The herd mentality comes from being less able to pick up the subtleties that let you know the group think is not an accurate picture of reality. If you cannot perceive the discrepancies then you cannot doubt the status quo.

So when you do public whiteboard interviews you are selecting for low sensitivity individuals who are on average less able to discern subtle patterns in perceptions coming in at low volume. Does that sound like the kind of person who excels at coding?

Although it might sound like someone who can work the least sub optimally in a noisy open office.

Can you provide a source that 50+ % of the population find live-coding/collaboration interviews to be a high stress situation while the rest of the interview is not? I think you are conflating your personal feelings with objectivity until I understand why you think a majority of the population is significantly impacted by specifically this technique of interviewing but not others.

Additionally, if you find a whiteboard question to be high stress to the point of not being able to answer, while other candidates are smoothly answering it, demonstrating their chops both as a technical knowledge worker but also as a collaborative and communicative engineer, you bet your ass that's a giant red flag. Why should it not be?

Please see my other answer, just below, for how I think about your response.

Also, omg I cant believe you just used the word 'chops'. It's like a fighter pilot from ww2 just teleported into the chat.

Your argument, as best as I can tell, is that people are completely unimodal in how much stress they can handle, and therefore are completely determined in multiple dimensions such as "sensitivity", "intelligence", and "attention to detail"?

I asked for a source that people find whiteboarding significantly more stressful than other forms of interviewing people are not complaining about here, and you gave some bullshit opinion that denigrates a massive amount of people simply for having stress management techniques / more advanced self-mastery.

Here's my opinion: technical interviews catch people who are not technically qualified, and whiteboard & other social aspects of interviewing catch people who are not socially qualified. I think that teams work together better with frequent and high-quality discourse. Do you?

You are conflating social skills stress tolerance and self mastery. The idea that you can think your way out of something that is a basic property of your nervous system is very insulting. What is happening here is that you are unable to step outside of yourself and to understand what it might be like to have a different kind of personality. What that tells me is that you are not emotionally intelligent. Someone with high social skills has an ability to step outside of themselves and appreciate the world from another's shoes that you seem not to possess. So the statement that I am in some way socially inept because I have a more perceptive but less stress tolerant nervous system, honestly falls a little flat. You might even say that being attuned to detail can make you better attuned to social detail.

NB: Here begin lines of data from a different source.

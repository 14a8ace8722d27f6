//! SOCKS5 request parsing and replies

mod parser;
mod reply;

pub use parser::{read_address, read_port, read_request_header};
pub use reply::{send_success, SUCCESS_REPLY};
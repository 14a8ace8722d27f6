//! SOCKS5 module for Socksgate
//!
//! Implements the no-auth CONNECT subset of SOCKS5: greeting negotiation,
//! request parsing, destination dial, the fixed success reply and the
//! bidirectional relay that follows.

mod auth;
mod command;
mod consts;
mod handler;
mod relay;
mod session;
mod types;

pub use auth::negotiate;
pub use command::{read_address, read_port, read_request_header, send_success, SUCCESS_REPLY};
pub use consts::*;
pub use handler::handle_connection;
pub use relay::{relay_tcp, Direction, RelayOutcome};
pub use session::{Session, SessionState};
pub use types::{AddrType, Address, SocksCommand, TargetAddr};
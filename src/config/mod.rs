//! Configuration module for Socksgate
//!
//! This module provides configuration types and TOML parsing for the proxy.

mod server;

pub use server::{Config, ServerConfig, TcpConfig, DEFAULT_LISTEN_ADDR};

use anyhow::{Context, Result};
use std::path::Path;

/// Load configuration from a TOML file
pub fn load_config<P: AsRef<Path>>(path: P) -> Result<Config> {
    let content = std::fs::read_to_string(path.as_ref())
        .with_context(|| format!("Failed to read config file: {:?}", path.as_ref()))?;

    parse_config(&content)
}

/// Parse configuration from a TOML string
pub fn parse_config(content: &str) -> Result<Config> {
    let config: Config =
        toml::from_str(content).with_context(|| "Failed to parse configuration")?;
    config
        .server
        .validate()
        .map_err(|e| anyhow::anyhow!("Invalid configuration: {}", e))?;
    Ok(config)
}
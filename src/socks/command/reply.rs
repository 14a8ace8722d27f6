//! SOCKS5 reply
//!
//! Only the success reply exists. Failures close the connection without an
//! error frame.

use crate::socks::consts::*;
use std::io;
use tokio::io::{AsyncWrite, AsyncWriteExt};

/// Fixed success reply
///
/// # SOCKS5 Reply Format
///
/// ```text
/// +----+-----+-------+------+----------+----------+
/// |VER | REP |  RSV  | ATYP | BND.ADDR | BND.PORT |
/// +----+-----+-------+------+----------+----------+
/// | 1  |  1  | X'00' |  1   | 0.0.0.0  |    0     |
/// +----+-----+-------+------+----------+----------+
/// ```
///
/// BND.ADDR and BND.PORT are always zero, not the dialer's local address.
pub const SUCCESS_REPLY: [u8; 10] = [
    SOCKS5_VERSION,
    SOCKS5_REPLY_SUCCEEDED,
    SOCKS5_RESERVED,
    SOCKS5_ADDR_TYPE_IPV4,
    0,
    0,
    0,
    0,
    0,
    0,
];

/// Send the fixed success reply
pub async fn send_success<S>(stream: &mut S) -> io::Result<()>
where
    S: AsyncWrite + Unpin,
{
    stream.write_all(&SUCCESS_REPLY).await?;
    stream.flush().await
}
//! SOCKS5 type definitions
//!
//! Defines the core types used in SOCKS5 protocol handling.

use super::consts::*;
use std::fmt;
use std::net::{Ipv4Addr, Ipv6Addr};

/// SOCKS5 command types
#[derive(Debug, Clone, Copy, PartialEq, Eq)]
pub enum SocksCommand {
    /// TCP CONNECT - establish a TCP connection to target
    Connect,
    /// TCP BIND - recognized but never served
    Bind,
    /// UDP ASSOCIATE - recognized but never served
    UdpAssociate,
}

impl SocksCommand {
    /// Parse a command byte into SocksCommand
    pub fn from_byte(byte: u8) -> Option<Self> {
        match byte {
            SOCKS5_CMD_TCP_CONNECT => Some(SocksCommand::Connect),
            SOCKS5_CMD_TCP_BIND => Some(SocksCommand::Bind),
            SOCKS5_CMD_UDP_ASSOCIATE => Some(SocksCommand::UdpAssociate),
            _ => None,
        }
    }
}

impl fmt::Display for SocksCommand {
    fn fmt(&self, f: &mut fmt::Formatter<'_>) -> fmt::Result {
        match self {
            SocksCommand::Connect => write!(f, "CONNECT"),
            SocksCommand::Bind => write!(f, "BIND"),
            SocksCommand::UdpAssociate => write!(f, "UDP ASSOCIATE"),
        }
    }
}

/// The ATYP field of a request
#[derive(Debug, Clone, Copy, PartialEq, Eq)]
pub enum AddrType {
    /// Raw 4-byte IPv4 address
    Ipv4,
    /// Length-prefixed domain name
    Domain,
    /// Raw 16-byte IPv6 address
    Ipv6,
}

impl AddrType {
    /// Parse an ATYP byte
    pub fn from_byte(byte: u8) -> Option<Self> {
        match byte {
            SOCKS5_ADDR_TYPE_IPV4 => Some(AddrType::Ipv4),
            SOCKS5_ADDR_TYPE_DOMAIN => Some(AddrType::Domain),
            SOCKS5_ADDR_TYPE_IPV6 => Some(AddrType::Ipv6),
            _ => None,
        }
    }
}

/// Destination host as read off the wire
#[derive(Debug, Clone, PartialEq, Eq)]
pub enum Address {
    /// IPv4 address
    Ipv4(Ipv4Addr),
    /// Domain name bytes, kept verbatim
    Domain(Vec<u8>),
    /// IPv6 address. The parser never produces this variant.
    Ipv6(Ipv6Addr),
}

impl Address {
    /// Render the host part of a `host:port` dial string
    ///
    /// Domain bytes that are not valid UTF-8 are replaced lossily; such a
    /// host will fail to resolve at dial time.
    pub fn host(&self) -> String {
        match self {
            Address::Ipv4(ip) => ip.to_string(),
            Address::Domain(name) => String::from_utf8_lossy(name).into_owned(),
            Address::Ipv6(ip) => ip.to_string(),
        }
    }
}

/// Destination of a CONNECT request
#[derive(Debug, Clone, PartialEq, Eq)]
pub struct TargetAddr {
    /// Destination host
    pub addr: Address,
    /// Destination port
    pub port: u16,
}

impl TargetAddr {
    /// Create a new TargetAddr
    pub fn new(addr: Address, port: u16) -> Self {
        TargetAddr { addr, port }
    }

    /// Compose the `host:port` string handed to the dialer
    pub fn to_host_port(&self) -> String {
        self.to_string()
    }
}

impl fmt::Display for TargetAddr {
    fn fmt(&self, f: &mut fmt::Formatter<'_>) -> fmt::Result {
        match &self.addr {
            Address::Ipv6(_) => write!(f, "[{}]:{}", self.addr.host(), self.port),
            _ => write!(f, "{}:{}", self.addr.host(), self.port),
        }
    }
}
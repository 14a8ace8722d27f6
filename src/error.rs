//! Error types for Socksgate
//!
//! Session failures fall into three buckets: protocol violations, plain I/O
//! failures on the client stream, and failures to reach the destination.

use std::io;
use thiserror::Error;

/// SOCKS5 protocol violations detected while parsing the handshake
#[derive(Error, Debug, Clone, PartialEq, Eq)]
pub enum Socks5Error {
    /// Unsupported SOCKS version
    #[error("Unsupported SOCKS version: {0}")]
    UnsupportedVersion(u8),

    /// Command not supported
    #[error("Command not supported: {0}")]
    CommandNotSupported(u8),

    /// Address type not supported
    #[error("Address type not supported: {0}")]
    AddressTypeNotSupported(u8),

    /// Unknown address type
    #[error("Invalid address type: {0}")]
    InvalidAddressType(u8),
}

/// Terminal failure of a single proxy session
#[derive(Error, Debug)]
pub enum SessionError {
    /// Malformed or unsupported header field
    #[error("Protocol error: {0}")]
    Protocol(#[from] Socks5Error),

    /// Short read, short write or early close on the client stream
    #[error("IO error: {0}")]
    Io(#[from] io::Error),

    /// Destination could not be reached
    #[error("Failed to dial {target}: {source}")]
    Dial {
        /// The `host:port` string that was dialed
        target: String,
        /// Underlying connect error
        #[source]
        source: io::Error,
    },
}

impl SessionError {
    /// Build a dial error for the given target
    pub fn dial(target: impl Into<String>, source: io::Error) -> Self {
        SessionError::Dial {
            target: target.into(),
            source,
        }
    }

    /// Short label used in logs
    pub fn kind(&self) -> &'static str {
        match self {
            SessionError::Protocol(_) => "protocol",
            SessionError::Io(_) => "io",
            SessionError::Dial { .. } => "dial",
        }
    }
}

/// Result alias for session operations
pub type SessionResult<T> = std::result::Result<T, SessionError>;
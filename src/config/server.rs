//! Server configuration types

use serde::{Deserialize, Serialize};

/// Listen address used when none is configured
pub const DEFAULT_LISTEN_ADDR: &str = "0.0.0.0:10801";

fn default_listen_addr() -> String {
    DEFAULT_LISTEN_ADDR.to_string()
}

/// Root configuration structure
#[derive(Debug, Serialize, Deserialize, Clone, Default)]
pub struct Config {
    /// Proxy server configuration
    #[serde(default)]
    pub server: ServerConfig,
}

/// Proxy server configuration
#[derive(Debug, Serialize, Deserialize, Clone)]
pub struct ServerConfig {
    /// Address the SOCKS5 listener binds to (e.g., "127.0.0.1:1080")
    #[serde(default = "default_listen_addr")]
    pub listen_addr: String,

    /// Socket options for accepted and dialed connections
    #[serde(default)]
    pub tcp: TcpConfig,
}

impl Default for ServerConfig {
    fn default() -> Self {
        ServerConfig {
            listen_addr: default_listen_addr(),
            tcp: TcpConfig::default(),
        }
    }
}

impl ServerConfig {
    /// Create a configuration listening on the given address
    pub fn with_listen_addr(addr: impl Into<String>) -> Self {
        ServerConfig {
            listen_addr: addr.into(),
            ..Default::default()
        }
    }

    /// Validate the configuration
    pub fn validate(&self) -> Result<(), String> {
        let (host, port) = self
            .listen_addr
            .rsplit_once(':')
            .ok_or_else(|| format!("listen_addr must be host:port, got {:?}", self.listen_addr))?;

        if port.parse::<u16>().is_err() {
            return Err(format!("Invalid port in listen_addr: {:?}", port));
        }
        if host.is_empty() {
            return Err("listen_addr has an empty host".to_string());
        }
        Ok(())
    }
}

fn default_nodelay() -> bool {
    true
}

fn default_keepalive_secs() -> u64 {
    20
}

fn default_keepalive_interval() -> u64 {
    8
}

/// TCP socket configuration
#[derive(Debug, Serialize, Deserialize, Clone, PartialEq, Eq)]
pub struct TcpConfig {
    /// Enable TCP_NODELAY
    #[serde(default = "default_nodelay")]
    pub nodelay: bool,

    /// TCP keepalive idle time in seconds
    #[serde(default = "default_keepalive_secs")]
    pub keepalive_secs: u64,

    /// TCP keepalive probe interval in seconds
    #[serde(default = "default_keepalive_interval")]
    pub keepalive_interval: u64,
}

impl Default for TcpConfig {
    fn default() -> Self {
        TcpConfig {
            nodelay: default_nodelay(),
            keepalive_secs: default_keepalive_secs(),
            keepalive_interval: default_keepalive_interval(),
        }
    }
}
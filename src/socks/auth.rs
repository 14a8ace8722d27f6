//! SOCKS5 method negotiation
//!
//! Only "no authentication" is ever selected.

use super::consts::*;
use crate::error::{SessionResult, Socks5Error};
use tokio::io::{AsyncRead, AsyncReadExt, AsyncWrite, AsyncWriteExt};
use tracing::debug;

/// Consume the client greeting and select "no authentication"
///
/// # SOCKS5 Greeting Format
///
/// ```text
/// +----+----------+----------+
/// |VER | NMETHODS | METHODS  |
/// +----+----------+----------+
/// | 1  |    1     | 1 to 255 |
/// +----+----------+----------+
/// ```
///
/// The reply is always `[0x05, 0x00]`, even when the client did not offer
/// method `0x00`. On a version mismatch nothing is written.
///
/// # Returns
///
/// The method identifiers the client offered
pub async fn negotiate<S>(stream: &mut S) -> SessionResult<Vec<u8>>
where
    S: AsyncRead + AsyncWrite + Unpin,
{
    let mut buf = [0u8; 2];
    stream.read_exact(&mut buf).await?;

    let version = buf[0];
    let num_methods = buf[1];

    if version != SOCKS5_VERSION {
        return Err(Socks5Error::UnsupportedVersion(version).into());
    }

    let mut methods = vec![0u8; num_methods as usize];
    stream.read_exact(&mut methods).await?;

    debug!("Client offered auth methods: {:?}", methods);

    stream
        .write_all(&[SOCKS5_VERSION, SOCKS5_AUTH_METHOD_NONE])
        .await?;
    stream.flush().await?;

    Ok(methods)
}
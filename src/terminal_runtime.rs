use std::io;
use std::panic;

use crossterm::cursor::{Hide, Show};
use crossterm::execute;
use crossterm::terminal::{
    EnterAlternateScreen, LeaveAlternateScreen, disable_raw_mode, enable_raw_mode,
};
use log::warn;
use ratatui::Terminal;
use ratatui::backend::CrosstermBackend;

/// Concrete terminal type used by the driver.
pub type AppTerminal = Terminal<CrosstermBackend<io::Stdout>>;

/// Raw mode plus alternate screen for the lifetime of one run.
///
/// Dropping the session restores the terminal best-effort.
pub struct TerminalSession {
    terminal: AppTerminal,
}

impl TerminalSession {
    /// Enters raw mode, switches to the alternate screen and creates a ratatui terminal.
    pub fn enter() -> io::Result<Self> {
        enable_raw_mode()?;

        let mut stdout = io::stdout();
        if let Err(error) = execute!(stdout, EnterAlternateScreen, Hide) {
            let _ = disable_raw_mode();
            return Err(error);
        }

        match Terminal::new(CrosstermBackend::new(stdout)) {
            Ok(terminal) => Ok(Self { terminal }),
            Err(error) => {
                restore_terminal();
                Err(error)
            }
        }
    }

    pub fn terminal_mut(&mut self) -> &mut AppTerminal {
        &mut self.terminal
    }
}

impl Drop for TerminalSession {
    fn drop(&mut self) {
        restore_terminal();
    }
}

/// Restores the terminal before the default panic report is printed.
pub fn install_panic_hook() {
    let default_hook = panic::take_hook();

    panic::set_hook(Box::new(move |panic_info| {
        restore_terminal();
        default_hook(panic_info);
    }));
}

fn restore_terminal() {
    if let Err(error) = disable_raw_mode() {
        warn!("failed to disable raw mode: {error}");
    }

    let mut stdout = io::stdout();
    if let Err(error) = execute!(stdout, Show, LeaveAlternateScreen) {
        warn!("failed to leave alternate screen: {error}");
    }
}
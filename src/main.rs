use std::path::PathBuf;
use std::time::Instant;

use clap::Parser;
use log::{info, warn};
use term_snake::config::{DEFAULT_GRID, THEME_CLASSIC, TICK_INTERVAL};
use term_snake::error::AppError;
use term_snake::game::{Flow, GameEvent, GameState};
use term_snake::input::{GameInput, InputHandler};
use term_snake::logging;
use term_snake::renderer;
use term_snake::terminal_runtime::{self, TerminalSession};

#[derive(Debug, Parser)]
#[command(version, about)]
struct Cli {
    /// Seed the point placement for a reproducible session.
    #[arg(long)]
    seed: Option<u64>,

    /// Write the log to this file instead of the default location.
    #[arg(long = "log-file")]
    log_file: Option<PathBuf>,

    /// Log at debug level.
    #[arg(long)]
    verbose: bool,
}

fn main() -> Result<(), AppError> {
    let cli = Cli::parse();

    let log_path = cli.log_file.clone().unwrap_or_else(logging::default_log_path);
    logging::init(&log_path, cli.verbose)?;
    info!("starting session, seed {:?}", cli.seed);

    terminal_runtime::install_panic_hook();

    let mut session = TerminalSession::enter()?;
    let result = run(&mut session, &cli);
    drop(session);

    info!("session ended");
    result
}

fn run(session: &mut TerminalSession, cli: &Cli) -> Result<(), AppError> {
    let mut input = InputHandler::new();
    let mut state = match cli.seed {
        Some(seed) => GameState::new_with_seed(DEFAULT_GRID, seed),
        None => GameState::new(DEFAULT_GRID),
    };
    let mut last_tick = Instant::now();

    loop {
        let snapshot = state.snapshot();
        session
            .terminal_mut()
            .draw(|frame| renderer::render(frame, &snapshot, &THEME_CLASSIC))?;

        let timeout = if state.is_running() {
            TICK_INTERVAL.saturating_sub(last_tick.elapsed())
        } else {
            TICK_INTERVAL
        };
        match input.poll_input(timeout)? {
            Some(GameInput::Quit) => {
                info!("quit at score {}, highscore {}", state.score, state.highscore);
                return Ok(());
            }
            Some(GameInput::Restart) if !state.is_running() => {
                info!("restarting, session highscore {}", state.highscore);
                state = state.restart();
                last_tick = Instant::now();
                continue;
            }
            Some(GameInput::Direction(direction)) => {
                let (next, _) = state.handle_event(GameEvent::Turn(direction));
                state = next;
            }
            Some(GameInput::Restart) | None => {}
        }

        if state.is_running() && last_tick.elapsed() >= TICK_INTERVAL {
            let (next, flow) = state.handle_event(GameEvent::Tick);
            state = next;
            last_tick = Instant::now();

            if flow == Flow::Stop {
                log_final_snapshot(&state);
            }
        }
    }
}

fn log_final_snapshot(state: &GameState) {
    match serde_json::to_string(&state.snapshot()) {
        Ok(json) => info!("final state: {json}"),
        Err(error) => warn!("failed to serialise final state: {error}"),
    }
}
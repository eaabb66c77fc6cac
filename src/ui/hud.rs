use crate::game::Snapshot;

/// Returns the status panel text shown to the right of grid row `row`.
#[must_use]
pub fn status_text(snapshot: &Snapshot, row: u16) -> Option<String> {
    match row {
        1 => Some(format!(" Current score: {}", snapshot.score)),
        2 => Some(format!(" Highscore:     {}", snapshot.highscore)),
        4 => Some(format!(
            " Cursor pos:    ({}, {})",
            snapshot.cursor.x, snapshot.cursor.y
        )),
        5 => Some(match snapshot.point {
            Some(point) => format!(" Point pos:     ({}, {})", point.x, point.y),
            None => " Point pos:     -".to_owned(),
        }),
        _ => None,
    }
}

I spent, what, 35 years. Maybe. Working on myself because I bought into the line that you can change your personality, that if you are not living up to what the status quo expects of you, then you need to work on yourself. And then I had kids. And I saw that they could not change. That their nature was not some malleable thing that listens to the whims of what the world expects from them. There are parts that can and do change, but the bedrock properties do not change, they are who and what they are and that is good.

You cannot step outside of yourself and admit that others may live in a different reality that finds things you find easy, difficult. And finds things you find difficult, easy. There are high stress tolerance people and they are great and good and useful. And you have low stress tolerance people and they are great and good and useful. But they are not the same, they have different abilities and to try to deny that is wrong headed.